**Problem to work on:** Search the entries for the string "voice" and give the number of lines that hold it, nothing more.

**Data for analysis:**

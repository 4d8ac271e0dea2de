//! Wire protocol for the streaming voice channel
//!
//! Text frames on the WebSocket carry one tagged JSON object per message.
//! The `type` discriminator is closed: an unrecognized type fails
//! deserialization instead of being silently skipped.

use serde::{Deserialize, Serialize};

/// Close code sent on a deliberate, client-initiated shutdown
pub const CLOSE_NORMAL: u16 = 1000;

/// Close code sent when the connection token is missing or wrong
///
/// Clients must treat this as an authentication failure, not as
/// connectivity loss: it gets one token refresh, not a backoff loop.
pub const CLOSE_UNAUTHORIZED: u16 = 1008;

/// Close code sent when the server hit an unrecoverable internal error
pub const CLOSE_INTERNAL_ERROR: u16 = 1011;

/// Incoming control message from the client
///
/// Input audio itself travels as binary frames, not as `ClientEvent`s.
#[derive(Debug, Clone, PartialEq, Eq, Serialize, Deserialize)]
#[serde(tag = "type", rename_all = "snake_case")]
pub enum ClientEvent {
    /// End of utterance: no more audio follows until the next one starts
    Stop,
    /// Diagnostic payload; logged and otherwise ignored
    Debug {
        #[serde(default)]
        message: String,
    },
}

/// Outgoing event to the client
///
/// Reply audio itself travels as binary frames, in generation order,
/// after the `Reply` event for the same utterance.
#[derive(Debug, Clone, PartialEq, Eq, Serialize, Deserialize)]
#[serde(tag = "type", rename_all = "snake_case")]
pub enum ServerEvent {
    /// Interim transcript; superseded by the next partial or the final
    Partial { text: String },
    /// Final transcript for the utterance (exactly one per utterance)
    #[serde(alias = "final")]
    Transcript { text: String },
    /// Incremental reply text from a streaming generator
    ReplyDelta { text: String },
    /// Complete reply text
    Reply { text: String },
    /// The utterance produced no genuine reply
    NoReply { reason: NoReplyReason },
    /// Session-level error; the session has returned to idle
    Error { code: String, message: String },
    /// Diagnostic payload; clients may ignore it
    Debug { message: String },
}

/// Why a finalized utterance yielded no reply
#[derive(Debug, Clone, Copy, PartialEq, Eq, Serialize, Deserialize)]
#[serde(rename_all = "snake_case")]
pub enum NoReplyReason {
    /// Empty or silent audio: a normal no-op outcome, not an error
    NoSpeech,
    /// The generated reply only echoed the transcript back
    Echo,
    /// The generator answered with an empty-but-valid reply
    Empty,
}
//! Parley Gateway - real-time voice conversation gateway
//!
//! One persistent WebSocket carries a full voice loop per client:
//! microphone audio streams up, transcripts and reply audio stream back.
//!
//! # Architecture
//!
//! ```text
//! ┌──────────────────────────────────────────────────┐
//! │                    Client                         │
//! │   Capture  │  Transport Session  │  Playback     │
//! └──────────────────────┬───────────────────────────┘
//!                        │  audio frames / tagged events
//! ┌──────────────────────▼───────────────────────────┐
//! │                 Parley Gateway                    │
//! │   Session State Machine  │  HTTP/WS surface      │
//! └──────────────────────┬───────────────────────────┘
//!                        │
//! ┌──────────────────────▼───────────────────────────┐
//! │            Adapters (pluggable)                   │
//! │   STT  │  Reply Generator  │  TTS                │
//! └──────────────────────────────────────────────────┘
//! ```

pub mod adapters;
pub mod api;
pub mod client;
pub mod config;
pub mod error;
pub mod protocol;
pub mod session;

pub use config::Config;
pub use error::{Error, Result};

**Solution below:** 3